Modes of Non-Compliance: How Duterte and Hun Sen Protected Chinese Cyber Fraud Operations

with Dr. Alvin Camba
Feb 15, 2024, 5:00 pm6:30 pm
Princeton University Students, Faculty and Staff



Event Description

Join CISS and Dr. Alvin Camba for a discussion on his working paper, "Modes of Non-Compliance: How Duterte and Hun Sen Protected Chinese Cyber Fraud Operations." 

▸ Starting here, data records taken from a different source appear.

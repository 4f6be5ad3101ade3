//! Redis-based template store backend.
//!
//! Documents are stored as JSON strings written by the authoring tool:
//! - `{prefix}:{app_id}:placement:{placement_id}` → placement document
//! - `{prefix}:{app_id}:templates:{placement_id}` → hash of template_id → template document

use async_trait::async_trait;
use redis::aio::MultiplexedConnection;
use redis::{AsyncCommands, Client, RedisError};
use tokio::sync::RwLock;

use crate::template::{Placement, Template};

use super::backend::{StoreError, TemplateStore};

/// Redis-backed template store.
///
/// Holds one multiplexed connection, established on first use and dropped
/// again when Redis reports a connection-level failure.
pub struct RedisTemplateStore {
    /// Redis client for creating connections
    client: Client,

    /// Multiplexed connection (shared across tasks)
    connection: RwLock<Option<MultiplexedConnection>>,

    /// Key prefix for Redis keys
    prefix: String,
}

impl RedisTemplateStore {
    /// Create a new Redis template store. No connection is made until first use.
    pub fn new(url: &str, prefix: impl Into<String>) -> Result<Self, StoreError> {
        let client = Client::open(url)?;

        Ok(Self {
            client,
            connection: RwLock::new(None),
            prefix: prefix.into(),
        })
    }

    fn placement_key(&self, app_id: &str, placement_id: &str) -> String {
        format!("{}:{}:placement:{}", self.prefix, app_id, placement_id)
    }

    fn templates_key(&self, app_id: &str, placement_id: &str) -> String {
        format!("{}:{}:templates:{}", self.prefix, app_id, placement_id)
    }

    async fn get_connection(&self) -> Result<MultiplexedConnection, StoreError> {
        {
            let conn = self.connection.read().await;
            if let Some(ref c) = *conn {
                return Ok(c.clone());
            }
        }

        let mut conn_guard = self.connection.write().await;

        // Double-check in case another task connected while we waited
        if let Some(ref c) = *conn_guard {
            return Ok(c.clone());
        }

        match self.client.get_multiplexed_tokio_connection().await {
            Ok(conn) => {
                *conn_guard = Some(conn.clone());
                tracing::info!(prefix = %self.prefix, "Template store connected to Redis");
                Ok(conn)
            }
            Err(e) => {
                tracing::error!(error = %e, "Failed to connect to Redis");
                Err(StoreError::Redis(e))
            }
        }
    }

    /// Clear the cached connection after a connection-level failure
    async fn handle_error(&self, err: RedisError) -> StoreError {
        if err.is_connection_dropped() || err.is_io_error() {
            let mut conn_guard = self.connection.write().await;
            *conn_guard = None;
        }
        StoreError::Redis(err)
    }

    /// Decode template documents, skipping entries that do not parse
    fn decode_templates<I>(&self, key: &str, entries: I) -> Vec<Template>
    where
        I: IntoIterator<Item = (String, String)>,
    {
        entries
            .into_iter()
            .filter_map(|(template_id, raw)| match serde_json::from_str::<Template>(&raw) {
                Ok(mut template) => {
                    if template.id.is_empty() {
                        template.id = template_id;
                    }
                    Some(template)
                }
                Err(e) => {
                    tracing::warn!(
                        error = %e,
                        key = %key,
                        template_id = %template_id,
                        "Failed to deserialize template document"
                    );
                    None
                }
            })
            .filter(|t| t.is_active)
            .collect()
    }
}

#[async_trait]
impl TemplateStore for RedisTemplateStore {
    fn backend_type(&self) -> &'static str {
        "redis"
    }

    async fn get_placement(
        &self,
        app_id: &str,
        placement_id: &str,
    ) -> Result<Option<Placement>, StoreError> {
        let key = self.placement_key(app_id, placement_id);
        let mut conn = self.get_connection().await?;

        let raw: Option<String> = match conn.get(&key).await {
            Ok(raw) => raw,
            Err(e) => return Err(self.handle_error(e).await),
        };

        let Some(raw) = raw else {
            return Ok(None);
        };

        let mut placement: Placement =
            serde_json::from_str(&raw).map_err(|source| StoreError::Malformed {
                key: key.clone(),
                source,
            })?;
        placement.id = placement_id.to_string();

        tracing::debug!(
            key = %key,
            variables = placement.variables.len(),
            filters = placement.template_filters.len(),
            "Loaded placement document"
        );

        Ok(Some(placement))
    }

    async fn get_active_templates(
        &self,
        app_id: &str,
        placement_id: &str,
        active_ids: Option<&[String]>,
    ) -> Result<Vec<Template>, StoreError> {
        let key = self.templates_key(app_id, placement_id);
        let mut conn = self.get_connection().await?;

        let entries: Vec<(String, String)> = match active_ids {
            Some([]) => Vec::new(),
            Some(ids) => {
                let result: Result<Vec<Option<String>>, RedisError> = redis::cmd("HMGET")
                    .arg(&key)
                    .arg(ids.to_vec())
                    .query_async(&mut conn)
                    .await;
                match result {
                    Ok(values) => ids
                        .iter()
                        .cloned()
                        .zip(values)
                        .filter_map(|(id, raw)| raw.map(|raw| (id, raw)))
                        .collect(),
                    Err(e) => return Err(self.handle_error(e).await),
                }
            }
            None => match conn.hgetall(&key).await {
                Ok(entries) => entries,
                Err(e) => return Err(self.handle_error(e).await),
            },
        };

        Ok(self.decode_templates(&key, entries))
    }
}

How do leaders from small and medium-sized states pursue non-compliance when great powers enact pressure? Existing literature in non-compliance examine non-compliance in two ways. On the one hand, some works focus on when sanctions are able or unable to elicit compliance. On the other, there is an emerging literature on “hedging,” referring to how small states maneuver pressure from great powers. Despite these advancements, there has been limited analysis on how host country leaders or states enact non-compliance. Examining Chinese cyber fraud operations in the Philippines and Cambodia, Dr. Camba argues that Duterte enacted mutual enmeshment and Cambodia’s Hun Sen illustrated visible deference. Duterte enmeshed Chinese power by tying Chinese interests to his regime’s survival. Duterte knew his online gambling operations could continue without serious intervention from China. In contrast, visible deference is when states excessively comply with the great power’s pressure but fail to implement follow-up policies to ensure non-compliance. Hun Sen quickly complied with the Chinese government’s demands to shut down the online gambling sector. However, when the COVID-19 pandemic began, Hun Sen’s own family and business elites – many are Chinese citizens turned Cambodians – converted many of the online gambling firms into other types of cyber fraud operations. Hun Sen has sworn to work with China to shutdown cyber fraud companies but has yet to actively criminalize his own network of political and business elites.


About the Speaker 

Alvin Camba is an Assistant Professor at the Josef Korbel School of International Studies at the University of Denver. He received his PhD in Sociology from the Johns Hopkins University. He is a faculty affiliate at the Center for International Environment & Resource Policy and the Climate Policy Lab at the Fletcher School at Tufts University. His research has been awarded multiple best research paper awards by several academic networks (International Studies Association, American Sociological Association, GRADNAS), has been published in top development and political economy journals (e.g., Review of International Political Economy, Development and Change, Energy Research and Social Science, etc.), and has contributed to widely-circulated think tank policy papers (e.g. Carnegie Endowment for International Peace, the International Republican Institute, and Center for International Private Enterprise) on China’s activities in Southeast Asia. He has been cited and/or interviewed by The Financial Times, Bloomberg, the Wall Street Journal, NPR, and other news outlets, and invited to speak at The World Bank, the US State Department, AidData, etc. Most recently, Dr. Camba is part of the Carnegie Corporation of New York-funded Responsible Public Engagement project at the Korbel School. The project investigates, among others, China’s disinformation strategies and investments in rare earths.